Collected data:
******
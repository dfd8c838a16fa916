use crate::core::dates::{month_day, mmdd_value};
use crate::core::pairs::Pairs;
use crate::types::InsarResult;
use chrono::{Datelike, NaiveDate};
use rand::seq::SliceRandom;
use rand::Rng;
use std::collections::BTreeSet;

/// Generator of interferometric pair networks from acquisition dates
#[derive(Debug, Clone)]
pub struct PairsFactory {
    dates: Vec<NaiveDate>,
}

/// Acquisitions falling in one seasonal window
struct Window {
    year: i32,
    dates: Vec<NaiveDate>,
}

impl PairsFactory {
    /// Create a factory from acquisition dates in any order, duplicates allowed
    pub fn new<I: IntoIterator<Item = NaiveDate>>(dates: I) -> Self {
        let unique: BTreeSet<NaiveDate> = dates.into_iter().collect();
        Self {
            dates: unique.into_iter().collect(),
        }
    }

    pub fn dates(&self) -> &[NaiveDate] {
        &self.dates
    }

    fn years(&self) -> Vec<i32> {
        let years: BTreeSet<i32> = self.dates.iter().map(|d| d.year()).collect();
        years.into_iter().collect()
    }

    fn between(&self, start: NaiveDate, end: NaiveDate) -> Vec<NaiveDate> {
        self.dates
            .iter()
            .filter(|d| start <= **d && **d <= end)
            .copied()
            .collect()
    }

    /// Dates of the `MMDD` window starting in every year. A window whose end
    /// is not later in the year than its start wraps into the next year.
    fn windows(&self, start: &str, end: &str) -> InsarResult<Vec<Window>> {
        let same_year = mmdd_value(start)? < mmdd_value(end)?;
        let mut windows = Vec::new();
        for year in self.years() {
            let window_start = month_day(year, start)?;
            let window_end = if same_year {
                month_day(year, end)?
            } else {
                month_day(year + 1, end)?
            };
            let dates = self.between(window_start, window_end);
            if !dates.is_empty() {
                windows.push(Window { year, dates });
            }
        }
        Ok(windows)
    }

    fn build(raw: Vec<(NaiveDate, NaiveDate)>) -> InsarResult<Pairs> {
        Pairs::new(raw.into_iter().filter(|(a, b)| a != b))
    }

    /// Pair every acquisition with the next `max_interval` acquisitions whose
    /// time span is below `max_day` days.
    pub fn from_interval(&self, max_interval: usize, max_day: i64) -> InsarResult<Pairs> {
        let mut raw = Vec::new();
        for (i, date) in self.dates.iter().enumerate() {
            for next in self.dates.iter().skip(i + 1).take(max_interval) {
                if (*next - *date).num_days() >= max_day {
                    break;
                }
                raw.push((*date, *next));
            }
        }
        log::debug!("Generated {} pairs by interval", raw.len());
        Self::build(raw)
    }

    /// Pair randomly selected acquisitions of each winter with those of the
    /// following `max_winter_interval` winters.
    ///
    /// Winters are `MMDD` windows such as `0101`..`0331`; useful to link
    /// completely frozen periods across years in permafrost regions.
    pub fn linking_winter<R: Rng + ?Sized>(
        &self,
        winter_start: &str,
        winter_end: &str,
        n_per_winter: usize,
        max_winter_interval: usize,
        rng: &mut R,
    ) -> InsarResult<Pairs> {
        let mut winters = self.windows(winter_start, winter_end)?;
        for winter in winters.iter_mut() {
            winter.dates.shuffle(rng);
            winter.dates.truncate(n_per_winter);
        }

        let mut raw = Vec::new();
        for (i, winter) in winters.iter().enumerate() {
            for primary in &winter.dates {
                for later in winters.iter().skip(i + 1).take(max_winter_interval) {
                    raw.extend(later.dates.iter().map(|secondary| (*primary, *secondary)));
                }
            }
        }
        Self::build(raw)
    }

    /// Pair the acquisitions of each period with those of all later periods.
    ///
    /// `n_per_period` limits the randomly kept acquisitions per period,
    /// `n_primary_period` limits how many leading periods act as primaries and
    /// `primary_years` restricts primaries to the listed years.
    pub fn from_period<R: Rng + ?Sized>(
        &self,
        period_start: &str,
        period_end: &str,
        n_per_period: Option<usize>,
        n_primary_period: Option<usize>,
        primary_years: Option<&[i32]>,
        rng: &mut R,
    ) -> InsarResult<Pairs> {
        let mut periods = self.windows(period_start, period_end)?;
        for period in periods.iter_mut() {
            period.dates.shuffle(rng);
            if let Some(n) = n_per_period {
                period.dates.truncate(n);
            }
        }

        let mut raw = Vec::new();
        for (i, period) in periods.iter().enumerate() {
            if n_primary_period.is_some_and(|n| i + 1 > n) {
                break;
            }
            if primary_years.is_some_and(|years| !years.contains(&period.year)) {
                continue;
            }
            for primary in &period.dates {
                for later in &periods[i + 1..] {
                    raw.extend(later.dates.iter().map(|secondary| (*primary, *secondary)));
                }
            }
        }
        Self::build(raw)
    }

    /// Pair every summer with the preceding winter (thawing) and the
    /// following winter (freezing).
    pub fn from_summer_winter(
        &self,
        summer_start: &str,
        summer_end: &str,
        winter_start: &str,
        winter_end: &str,
    ) -> InsarResult<Pairs> {
        let summer_end_value = mmdd_value(summer_end)?;
        let winter_after_summer = mmdd_value(winter_start)? > summer_end_value;
        let winter_end_late = mmdd_value(winter_end)? > summer_end_value;

        let mut raw = Vec::new();
        for year in self.years() {
            let summer = self.between(month_day(year, summer_start)?, month_day(year, summer_end)?);

            let (w_start1, w_start2, w_end1, w_end2) = if winter_after_summer {
                let (end1, end2) = if winter_end_late {
                    (year - 1, year)
                } else {
                    (year, year + 1)
                };
                (
                    month_day(year - 1, winter_start)?,
                    month_day(year, winter_start)?,
                    month_day(end1, winter_end)?,
                    month_day(end2, winter_end)?,
                )
            } else {
                (
                    month_day(year, winter_start)?,
                    month_day(year + 1, winter_start)?,
                    month_day(year, winter_end)?,
                    month_day(year + 1, winter_end)?,
                )
            };

            let winter_before = self.between(w_start1, w_end1);
            let winter_after = self.between(w_start2, w_end2);

            for summer_date in &summer {
                raw.extend(winter_before.iter().map(|w| (*w, *summer_date)));
                raw.extend(winter_after.iter().map(|w| (*summer_date, *w)));
            }
        }
        Self::build(raw)
    }
}

#[cfg(test)]
mod tests {
    use super::*;
    use rand::rngs::StdRng;
    use rand::SeedableRng;

    fn every_days(start: NaiveDate, step: i64, n: usize) -> Vec<NaiveDate> {
        (0..n)
            .map(|i| start + chrono::Duration::days(step * i as i64))
            .collect()
    }

    fn ymd(y: i32, m: u32, d: u32) -> NaiveDate {
        NaiveDate::from_ymd_opt(y, m, d).unwrap()
    }

    #[test]
    fn test_from_interval() {
        let factory = PairsFactory::new(every_days(ymd(2020, 1, 1), 12, 5));
        let pairs = factory.from_interval(2, 180).unwrap();
        // 4 neighbours + 3 second neighbours
        assert_eq!(pairs.len(), 7);
        assert!(pairs.days().iter().all(|d| *d == 12 || *d == 24));

        let short = factory.from_interval(3, 20).unwrap();
        assert_eq!(short.len(), 4);
    }

    #[test]
    fn test_linking_winter() {
        let dates: Vec<NaiveDate> = (2019..2022)
            .flat_map(|y| vec![ymd(y, 1, 10), ymd(y, 2, 10), ymd(y, 7, 1)])
            .collect();
        let factory = PairsFactory::new(dates);
        let mut rng = StdRng::seed_from_u64(7);
        let pairs = factory.linking_winter("0101", "0331", 5, 1, &mut rng).unwrap();
        // 2 winter dates x 2 winter dates for each of the two neighbouring winters
        assert_eq!(pairs.len(), 8);
        assert!(pairs.iter().all(|p| p.primary().month() <= 3 && p.secondary().month() <= 3));

        let limited = factory.linking_winter("0101", "0331", 1, 2, &mut rng).unwrap();
        assert_eq!(limited.len(), 3);
    }

    #[test]
    fn test_from_period() {
        let dates: Vec<NaiveDate> = (2019..2022).map(|y| ymd(y, 2, 1)).collect();
        let factory = PairsFactory::new(dates);
        let mut rng = StdRng::seed_from_u64(1);

        let all = factory
            .from_period("0101", "0331", None, None, None, &mut rng)
            .unwrap();
        assert_eq!(all.len(), 3);

        let first_only = factory
            .from_period("0101", "0331", None, Some(1), None, &mut rng)
            .unwrap();
        assert_eq!(first_only.len(), 2);

        let from_2020 = factory
            .from_period("0101", "0331", None, None, Some(&[2020][..]), &mut rng)
            .unwrap();
        assert_eq!(from_2020.names(), vec!["20200201_20210201"]);
    }

    #[test]
    fn test_from_summer_winter() {
        let dates = vec![ymd(2019, 12, 15), ymd(2020, 8, 15), ymd(2020, 12, 15)];
        let factory = PairsFactory::new(dates);
        let pairs = factory
            .from_summer_winter("0801", "1001", "1201", "0331")
            .unwrap();
        assert_eq!(
            pairs.names(),
            vec!["20191215_20200815", "20200815_20201215"]
        );
    }
}
use crate::types::{InsarError, InsarResult, TimeUnit};
use chrono::NaiveDate;
use ndarray::{Array1, Array2};
use std::f64::consts::PI;
use std::fmt;

/// Parametric time-series model used to regularize an NSBAS inversion.
///
/// A model provides the bottom-right block `G_br` of the NSBAS design matrix,
/// one row per acquisition date and one column per model parameter.
pub trait TimeSeriesModel: fmt::Debug + Send + Sync {
    /// Short model name used in logs
    fn name(&self) -> &'static str;

    /// Acquisition dates the model is evaluated at
    fn dates(&self) -> &[NaiveDate];

    fn unit(&self) -> TimeUnit;

    /// Time since the first acquisition, in [`TimeSeriesModel::unit`]
    fn date_spans(&self) -> &Array1<f64>;

    /// Model block of the design matrix, shape `(n_dates, n_params)`
    fn g_br(&self) -> &Array2<f64>;

    fn param_names(&self) -> &[&'static str];

    fn n_params(&self) -> usize {
        self.param_names().len()
    }
}

/// Dates and time spans shared by all models
#[derive(Debug, Clone)]
pub struct Timeline {
    dates: Vec<NaiveDate>,
    unit: TimeUnit,
    date_spans: Array1<f64>,
}

impl Timeline {
    pub fn new(dates: &[NaiveDate], unit: TimeUnit) -> InsarResult<Self> {
        let Some(first) = dates.first() else {
            return Err(InsarError::Model(
                "a time series model needs at least one date".to_string(),
            ));
        };
        let date_spans = dates
            .iter()
            .map(|d| unit.from_days((*d - *first).num_days() as f64))
            .collect();
        Ok(Self {
            dates: dates.to_vec(),
            unit,
            date_spans,
        })
    }

    pub fn dates(&self) -> &[NaiveDate] {
        &self.dates
    }

    pub fn unit(&self) -> TimeUnit {
        self.unit
    }

    pub fn date_spans(&self) -> &Array1<f64> {
        &self.date_spans
    }

    /// Change the unit, rescaling the existing spans
    pub fn set_unit(&mut self, unit: TimeUnit) {
        if unit == self.unit {
            return;
        }
        let factor = match unit {
            TimeUnit::Year => 1.0 / TimeUnit::DAYS_PER_YEAR,
            TimeUnit::Day => TimeUnit::DAYS_PER_YEAR,
        };
        self.date_spans.mapv_inplace(|s| s * factor);
        self.unit = unit;
    }

    /// Replace the dates, recomputing the spans in the current unit
    pub fn set_dates(&mut self, dates: &[NaiveDate]) -> InsarResult<()> {
        *self = Self::new(dates, self.unit)?;
        Ok(())
    }
}

/// Linear model: `velocity * t + constant`
#[derive(Debug, Clone)]
pub struct LinearModel {
    timeline: Timeline,
    g_br: Array2<f64>,
}

impl LinearModel {
    const PARAM_NAMES: [&'static str; 2] = ["velocity", "constant"];

    pub fn new(dates: &[NaiveDate], unit: TimeUnit) -> InsarResult<Self> {
        let timeline = Timeline::new(dates, unit)?;
        let g_br = Self::design(timeline.date_spans());
        Ok(Self { timeline, g_br })
    }

    fn design(spans: &Array1<f64>) -> Array2<f64> {
        Array2::from_shape_fn((spans.len(), 2), |(i, j)| if j == 0 { spans[i] } else { 1.0 })
    }

    pub fn set_unit(&mut self, unit: TimeUnit) {
        self.timeline.set_unit(unit);
        self.g_br = Self::design(self.timeline.date_spans());
    }

    pub fn set_dates(&mut self, dates: &[NaiveDate]) -> InsarResult<()> {
        self.timeline.set_dates(dates)?;
        self.g_br = Self::design(self.timeline.date_spans());
        Ok(())
    }
}

impl TimeSeriesModel for LinearModel {
    fn name(&self) -> &'static str {
        "LinearModel"
    }

    fn dates(&self) -> &[NaiveDate] {
        self.timeline.dates()
    }

    fn unit(&self) -> TimeUnit {
        self.timeline.unit()
    }

    fn date_spans(&self) -> &Array1<f64> {
        self.timeline.date_spans()
    }

    fn g_br(&self) -> &Array2<f64> {
        &self.g_br
    }

    fn param_names(&self) -> &[&'static str] {
        &Self::PARAM_NAMES
    }
}

/// Linear trend plus an annual sinusoid.
///
/// Columns: `t`, `sin(ωt)`, `cos(ωt)`, `1` with a period of one year.
#[derive(Debug, Clone)]
pub struct AnnualSinusoidalModel {
    timeline: Timeline,
    g_br: Array2<f64>,
}

impl AnnualSinusoidalModel {
    const PARAM_NAMES: [&'static str; 4] = ["velocity", "sine", "cosine", "constant"];

    pub fn new(dates: &[NaiveDate], unit: TimeUnit) -> InsarResult<Self> {
        let timeline = Timeline::new(dates, unit)?;
        let g_br = Self::design(timeline.date_spans(), unit);
        Ok(Self { timeline, g_br })
    }

    fn design(spans: &Array1<f64>, unit: TimeUnit) -> Array2<f64> {
        let omega = match unit {
            TimeUnit::Day => 2.0 * PI / TimeUnit::DAYS_PER_YEAR,
            TimeUnit::Year => 2.0 * PI,
        };
        Array2::from_shape_fn((spans.len(), 4), |(i, j)| match j {
            0 => spans[i],
            1 => (omega * spans[i]).sin(),
            2 => (omega * spans[i]).cos(),
            _ => 1.0,
        })
    }

    pub fn set_unit(&mut self, unit: TimeUnit) {
        self.timeline.set_unit(unit);
        self.g_br = Self::design(self.timeline.date_spans(), unit);
    }

    pub fn set_dates(&mut self, dates: &[NaiveDate]) -> InsarResult<()> {
        self.timeline.set_dates(dates)?;
        self.g_br = Self::design(self.timeline.date_spans(), self.timeline.unit());
        Ok(())
    }
}

impl TimeSeriesModel for AnnualSinusoidalModel {
    fn name(&self) -> &'static str {
        "AnnualSinusoidalModel"
    }

    fn dates(&self) -> &[NaiveDate] {
        self.timeline.dates()
    }

    fn unit(&self) -> TimeUnit {
        self.timeline.unit()
    }

    fn date_spans(&self) -> &Array1<f64> {
        self.timeline.date_spans()
    }

    fn g_br(&self) -> &Array2<f64> {
        &self.g_br
    }

    fn param_names(&self) -> &[&'static str] {
        &Self::PARAM_NAMES
    }
}

#[cfg(test)]
mod tests {
    use super::*;
    use approx::assert_abs_diff_eq;

    fn dates() -> Vec<NaiveDate> {
        ["2020-01-01", "2020-01-13", "2020-02-06", "2021-01-01"]
            .iter()
            .map(|s| NaiveDate::parse_from_str(s, "%Y-%m-%d").unwrap())
            .collect()
    }

    #[test]
    fn test_linear_model_design() {
        let model = LinearModel::new(&dates(), TimeUnit::Day).unwrap();
        assert_eq!(model.g_br().dim(), (4, 2));
        assert_eq!(model.param_names(), &["velocity", "constant"]);
        assert_eq!(model.date_spans().to_vec(), vec![0.0, 12.0, 36.0, 366.0]);
        assert_eq!(model.g_br()[[2, 0]], 36.0);
        assert!(model.g_br().column(1).iter().all(|v| *v == 1.0));
    }

    #[test]
    fn test_unit_rescaling() {
        let mut model = LinearModel::new(&dates(), TimeUnit::Day).unwrap();
        model.set_unit(TimeUnit::Year);
        assert_eq!(model.unit(), TimeUnit::Year);
        assert_abs_diff_eq!(model.date_spans()[3], 366.0 / 365.25, epsilon = 1e-12);
        assert_abs_diff_eq!(model.g_br()[[3, 0]], 366.0 / 365.25, epsilon = 1e-12);

        model.set_unit(TimeUnit::Day);
        assert_abs_diff_eq!(model.date_spans()[1], 12.0, epsilon = 1e-9);

        let yearly = LinearModel::new(&dates(), TimeUnit::Year).unwrap();
        assert_abs_diff_eq!(yearly.date_spans()[2], 36.0 / 365.25, epsilon = 1e-12);
    }

    #[test]
    fn test_set_dates_rebuilds_design() {
        let mut model = AnnualSinusoidalModel::new(&dates(), TimeUnit::Day).unwrap();
        assert_eq!(model.n_params(), 4);
        model.set_dates(&dates()[..2]).unwrap();
        assert_eq!(model.g_br().dim(), (2, 4));
        assert_abs_diff_eq!(model.g_br()[[0, 2]], 1.0, epsilon = 1e-12);
        assert_abs_diff_eq!(model.g_br()[[0, 1]], 0.0, epsilon = 1e-12);
    }

    #[test]
    fn test_empty_dates_rejected() {
        assert!(matches!(
            LinearModel::new(&[], TimeUnit::Day),
            Err(InsarError::Model(_))
        ));
        assert!("week".parse::<TimeUnit>().is_err());
    }
}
******
## Exercise instructions
Copy out the lines above with "InsarError" in them.

## Your response
use crate::types::{InsarError, InsarResult, TimeUnit};
            return Err(InsarError::Model(
            Err(InsarError::Model(_))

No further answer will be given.